//! Embedding provider abstraction and implementations.
//!
//! Defines the [`EmbeddingProvider`] trait and concrete implementations:
//! - **[`DisabledProvider`]**: returns errors; used when embeddings are not configured.
//! - **[`OpenAIProvider`]**: calls an OpenAI-compatible `/v1/embeddings` endpoint.
//! - **[`OllamaProvider`]**: calls a local Ollama instance's `/api/embed` endpoint.
//!
//! Also provides vector utilities:
//! - [`cosine_similarity`] computes similarity between two embedding vectors
//! - [`vec_to_blob`] encodes a `Vec<f32>` as little-endian bytes for SQLite BLOB storage
//! - [`blob_to_vec`] decodes a SQLite BLOB back into a `Vec<f32>`
//!
//! # Provider Selection
//!
//! ```rust,no_run
//! # use ragnote::config::EmbeddingConfig;
//! # use ragnote::embedding::create_provider;
//! let config = EmbeddingConfig::default(); // provider = "disabled"
//! let provider = create_provider(&config).unwrap();
//! assert_eq!(provider.model_name(), "disabled");
//! ```
//!
//! Transient failures are retried as described in [`crate::retry`].

use anyhow::{bail, Result};
use std::time::Duration;

use crate::config::EmbeddingConfig;
use crate::retry;

const OPENAI_DEFAULT_URL: &str = "https://api.openai.com";
const OLLAMA_DEFAULT_URL: &str = "http://localhost:11434";

/// Trait for embedding providers.
///
/// Carries the metadata the index needs. The embedding call itself is the
/// free function [`embed_texts`], which dispatches on the config.
pub trait EmbeddingProvider: Send + Sync {
    /// Returns the model identifier (e.g. `"text-embedding-3-small"`).
    fn model_name(&self) -> &str;
    /// Returns the embedding vector dimensionality (e.g. `1536`).
    fn dims(&self) -> usize;
}

/// Embed a batch of texts using the configured provider.
///
/// Returns one vector per input text, in input order. Every vector is
/// checked against `embedding.dims`.
pub async fn embed_texts(config: &EmbeddingConfig, texts: &[String]) -> Result<Vec<Vec<f32>>> {
    if texts.is_empty() {
        return Ok(Vec::new());
    }

    let vectors = match config.provider.as_str() {
        "openai" => embed_openai(config, texts).await?,
        "ollama" => embed_ollama(config, texts).await?,
        "disabled" => bail!("Embedding provider is disabled"),
        other => bail!("Unknown embedding provider: {}", other),
    };

    if vectors.len() != texts.len() {
        bail!(
            "Embedding response has {} vectors for {} inputs",
            vectors.len(),
            texts.len()
        );
    }
    if let Some(dims) = config.dims {
        if let Some(bad) = vectors.iter().find(|v| v.len() != dims) {
            bail!(
                "Embedding dimension mismatch: expected {}, got {}",
                dims,
                bad.len()
            );
        }
    }

    Ok(vectors)
}

/// Embed a single query text.
pub async fn embed_query(config: &EmbeddingConfig, text: &str) -> Result<Vec<f32>> {
    let results = embed_texts(config, &[text.to_string()]).await?;
    results
        .into_iter()
        .next()
        .ok_or_else(|| anyhow::anyhow!("Empty embedding response"))
}

// ============ Disabled Provider ============

/// A no-op embedding provider.
///
/// Used when `embedding.provider = "disabled"`.
pub struct DisabledProvider;

impl EmbeddingProvider for DisabledProvider {
    fn model_name(&self) -> &str {
        "disabled"
    }
    fn dims(&self) -> usize {
        0
    }
}

// ============ OpenAI Provider ============

/// Embedding provider using the OpenAI API (or a compatible gateway set
/// through `embedding.url`).
///
/// Requires `OPENAI_API_KEY` when talking to api.openai.com.
pub struct OpenAIProvider {
    model: String,
    dims: usize,
}

impl OpenAIProvider {
    pub fn new(config: &EmbeddingConfig) -> Result<Self> {
        let model = config
            .model
            .clone()
            .ok_or_else(|| anyhow::anyhow!("embedding.model required for OpenAI provider"))?;
        let dims = config
            .dims
            .ok_or_else(|| anyhow::anyhow!("embedding.dims required for OpenAI provider"))?;

        if config.url.is_none() && std::env::var("OPENAI_API_KEY").is_err() {
            bail!("OPENAI_API_KEY environment variable not set");
        }

        Ok(Self { model, dims })
    }
}

impl EmbeddingProvider for OpenAIProvider {
    fn model_name(&self) -> &str {
        &self.model
    }
    fn dims(&self) -> usize {
        self.dims
    }
}

async fn embed_openai(config: &EmbeddingConfig, texts: &[String]) -> Result<Vec<Vec<f32>>> {
    let model = config
        .model
        .as_ref()
        .ok_or_else(|| anyhow::anyhow!("embedding.model required"))?;
    let base = config.url.as_deref().unwrap_or(OPENAI_DEFAULT_URL);
    let api_key = std::env::var("OPENAI_API_KEY").ok();
    if api_key.is_none() && config.url.is_none() {
        bail!("OPENAI_API_KEY not set");
    }

    let client = reqwest::Client::builder()
        .timeout(Duration::from_secs(config.timeout_secs))
        .build()?;

    let body = serde_json::json!({
        "model": model,
        "input": texts,
    });

    let json = retry::post_json(
        &client,
        &format!("{}/v1/embeddings", base.trim_end_matches('/')),
        api_key.as_deref(),
        &body,
        config.max_retries,
        "OpenAI",
    )
    .await?;

    parse_openai_response(&json)
}

/// Extract `data[].embedding`, ordered by each item's `index`.
fn parse_openai_response(json: &serde_json::Value) -> Result<Vec<Vec<f32>>> {
    let data = json
        .get("data")
        .and_then(|d| d.as_array())
        .ok_or_else(|| anyhow::anyhow!("Invalid OpenAI response: missing data array"))?;

    let mut indexed = Vec::with_capacity(data.len());
    for (position, item) in data.iter().enumerate() {
        let embedding = item
            .get("embedding")
            .and_then(|e| e.as_array())
            .ok_or_else(|| anyhow::anyhow!("Invalid OpenAI response: missing embedding"))?;
        let index = item
            .get("index")
            .and_then(|i| i.as_u64())
            .unwrap_or(position as u64);
        indexed.push((index, json_to_vec(embedding)));
    }

    indexed.sort_by_key(|(index, _)| *index);
    Ok(indexed.into_iter().map(|(_, v)| v).collect())
}

// ============ Ollama Provider ============

/// Embedding provider using a local Ollama instance.
///
/// Calls `POST /api/embed` on `embedding.url` (default `http://localhost:11434`).
pub struct OllamaProvider {
    model: String,
    dims: usize,
}

impl OllamaProvider {
    pub fn new(config: &EmbeddingConfig) -> Result<Self> {
        let model = config
            .model
            .clone()
            .ok_or_else(|| anyhow::anyhow!("embedding.model required for Ollama provider"))?;
        let dims = config
            .dims
            .ok_or_else(|| anyhow::anyhow!("embedding.dims required for Ollama provider"))?;
        Ok(Self { model, dims })
    }
}

impl EmbeddingProvider for OllamaProvider {
    fn model_name(&self) -> &str {
        &self.model
    }
    fn dims(&self) -> usize {
        self.dims
    }
}

async fn embed_ollama(config: &EmbeddingConfig, texts: &[String]) -> Result<Vec<Vec<f32>>> {
    let model = config
        .model
        .as_ref()
        .ok_or_else(|| anyhow::anyhow!("embedding.model required"))?;
    let base = config.url.as_deref().unwrap_or(OLLAMA_DEFAULT_URL);

    let client = reqwest::Client::builder()
        .timeout(Duration::from_secs(config.timeout_secs))
        .build()?;

    let body = serde_json::json!({
        "model": model,
        "input": texts,
    });

    let json = retry::post_json(
        &client,
        &format!("{}/api/embed", base.trim_end_matches('/')),
        None,
        &body,
        config.max_retries,
        "Ollama",
    )
    .await?;

    parse_ollama_response(&json)
}

fn parse_ollama_response(json: &serde_json::Value) -> Result<Vec<Vec<f32>>> {
    let embeddings = json
        .get("embeddings")
        .and_then(|e| e.as_array())
        .ok_or_else(|| anyhow::anyhow!("Invalid Ollama response: missing embeddings array"))?;

    embeddings
        .iter()
        .map(|embedding| {
            embedding
                .as_array()
                .map(|values| json_to_vec(values))
                .ok_or_else(|| anyhow::anyhow!("Invalid Ollama response: embedding is not an array"))
        })
        .collect()
}

fn json_to_vec(values: &[serde_json::Value]) -> Vec<f32> {
    values
        .iter()
        .map(|v| v.as_f64().unwrap_or(0.0) as f32)
        .collect()
}

/// Create the [`EmbeddingProvider`] named by `embedding.provider`.
pub fn create_provider(config: &EmbeddingConfig) -> Result<Box<dyn EmbeddingProvider>> {
    match config.provider.as_str() {
        "disabled" => Ok(Box::new(DisabledProvider)),
        "openai" => Ok(Box::new(OpenAIProvider::new(config)?)),
        "ollama" => Ok(Box::new(OllamaProvider::new(config)?)),
        other => bail!("Unknown embedding provider: {}", other),
    }
}

/// Encode a float vector as a BLOB (little-endian f32 bytes).
///
/// ```rust
/// use ragnote::embedding::{vec_to_blob, blob_to_vec};
///
/// let v = vec![1.0f32, -2.5, 3.125];
/// let blob = vec_to_blob(&v);
/// assert_eq!(blob.len(), 12);
/// assert_eq!(blob_to_vec(&blob), v);
/// ```
pub fn vec_to_blob(vec: &[f32]) -> Vec<u8> {
    let mut bytes = Vec::with_capacity(vec.len() * 4);
    for &v in vec {
        bytes.extend_from_slice(&v.to_le_bytes());
    }
    bytes
}

/// Decode a BLOB back into a float vector.
pub fn blob_to_vec(blob: &[u8]) -> Vec<f32> {
    blob.chunks_exact(4)
        .map(|chunk| f32::from_le_bytes([chunk[0], chunk[1], chunk[2], chunk[3]]))
        .collect()
}

/// Cosine similarity in `[-1.0, 1.0]`.
///
/// Returns `0.0` for empty vectors, vectors of different lengths, or a
/// zero-magnitude input.
pub fn cosine_similarity(a: &[f32], b: &[f32]) -> f32 {
    if a.len() != b.len() || a.is_empty() {
        return 0.0;
    }

    let mut dot = 0.0f32;
    let mut norm_a = 0.0f32;
    let mut norm_b = 0.0f32;

    for (x, y) in a.iter().zip(b.iter()) {
        dot += x * y;
        norm_a += x * x;
        norm_b += y * y;
    }

    let denom = norm_a.sqrt() * norm_b.sqrt();
    if denom < f32::EPSILON {
        return 0.0;
    }

    dot / denom
}
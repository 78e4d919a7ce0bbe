//! Grounded question answering.
//!
//! Retrieves the top-k passages for a message, assembles a prompt, and asks
//! the configured language model. With no model configured the passages
//! themselves are returned as the answer.

use serde::Serialize;
use sqlx::SqlitePool;
use thiserror::Error;

use crate::config::{Config, SearchMode};
use crate::db;
use crate::index::VectorIndex;
use crate::llm;
use crate::prompt;
use crate::search::{self, RetrievedChunk};

/// Upper bound for a caller-supplied `top_k`.
pub const MAX_TOP_K: usize = 50;

const NO_MATCHES_ANSWER: &str = "No relevant passages found.";

#[derive(Debug, Error)]
pub enum ChatError {
    #[error("message must not be empty")]
    EmptyMessage,
    #[error("No documents uploaded yet.")]
    NoDocuments,
    #[error("retrieval failed: {0}")]
    Retrieval(anyhow::Error),
    #[error("language model request failed: {0}")]
    Generation(anyhow::Error),
}

#[derive(Debug, Clone, Serialize)]
pub struct ChatSource {
    pub document_id: String,
    pub title: Option<String>,
    pub source_id: String,
    pub chunk_index: i64,
    pub score: f64,
}

#[derive(Debug, Clone, Serialize)]
pub struct ChatAnswer {
    pub response: String,
    pub sources: Vec<ChatSource>,
    pub model: Option<String>,
    pub retrieval_only: bool,
}

pub async fn answer(
    pool: &SqlitePool,
    index: &VectorIndex,
    config: &Config,
    message: &str,
    top_k: Option<usize>,
) -> Result<ChatAnswer, ChatError> {
    let message = message.trim();
    if message.is_empty() {
        return Err(ChatError::EmptyMessage);
    }

    let indexed: i64 = sqlx::query_scalar("SELECT COUNT(*) FROM chunks")
        .fetch_one(pool)
        .await
        .map_err(|e| ChatError::Retrieval(e.into()))?;
    if indexed == 0 {
        return Err(ChatError::NoDocuments);
    }

    let k = top_k.unwrap_or(config.retrieval.top_k).clamp(1, MAX_TOP_K);
    let passages = retrieve(pool, index, config, message, k).await?;

    let (response, retrieval_only) = if config.llm.is_enabled() {
        let prompt = prompt::build_prompt(message, &passages, config.llm.max_context_tokens);
        let answer = llm::generate(&config.llm, &prompt)
            .await
            .map_err(ChatError::Generation)?;
        (answer, false)
    } else if passages.is_empty() {
        (NO_MATCHES_ANSWER.to_string(), true)
    } else {
        (prompt::retrieval_only_answer(&passages), true)
    };

    tracing::info!(
        passages = passages.len(),
        retrieval_only,
        "chat answered"
    );

    Ok(ChatAnswer {
        response,
        sources: passages
            .into_iter()
            .map(|p| ChatSource {
                document_id: p.document_id,
                title: p.title,
                source_id: p.source_id,
                chunk_index: p.chunk_index,
                score: p.score,
            })
            .collect(),
        model: llm::model_label(&config.llm),
        retrieval_only,
    })
}

/// Retrieve with the configured mode. If the embedding service fails, fall
/// back to keyword retrieval rather than failing the turn.
async fn retrieve(
    pool: &SqlitePool,
    index: &VectorIndex,
    config: &Config,
    message: &str,
    k: usize,
) -> Result<Vec<RetrievedChunk>, ChatError> {
    let mode = config.retrieval.effective_mode(&config.embedding);

    match search::retrieve_chunks(pool, index, config, message, mode, k).await {
        Ok(passages) => Ok(passages),
        Err(e) if mode != SearchMode::Keyword => {
            tracing::warn!(error = %e, %mode, "retrieval failed, falling back to keyword");
            search::retrieve_chunks(pool, index, config, message, SearchMode::Keyword, k)
                .await
                .map_err(ChatError::Retrieval)
        }
        Err(e) => Err(ChatError::Retrieval(e)),
    }
}

/// CLI entry point for `ragnote ask`.
pub async fn run_ask(config: &Config, question: &str, top_k: Option<usize>) -> anyhow::Result<()> {
    let pool = db::connect(config).await?;
    let index = VectorIndex::for_config(&pool, &config.embedding).await?;
    let result = answer(&pool, &index, config, question, top_k).await;
    pool.close().await;
    let reply = result?;

    println!("{}", reply.response);
    if !reply.sources.is_empty() {
        println!();
        println!("Sources:");
        for (i, source) in reply.sources.iter().enumerate() {
            println!(
                "  [{}] {} (chunk {}, score {:.2})",
                i + 1,
                source.title.as_deref().unwrap_or(&source.source_id),
                source.chunk_index,
                source.score
            );
        }
    }
    Ok(())
}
# # # #
- **What is expected**:
Locate the line that contains "for (i, source)", then please quote it and every line after it to the end of the entries above, exactly and with nothing else.

- **Answer to this task**:
        for (i, source) in reply.sources.iter().enumerate() {
            println!(
                "  [{}] {} (chunk {}, score {:.2})",
                i + 1,
                source.title.as_deref().unwrap_or(&source.source_id),
                source.chunk_index,
                source.score
            );
        }
    }
    Ok(())
}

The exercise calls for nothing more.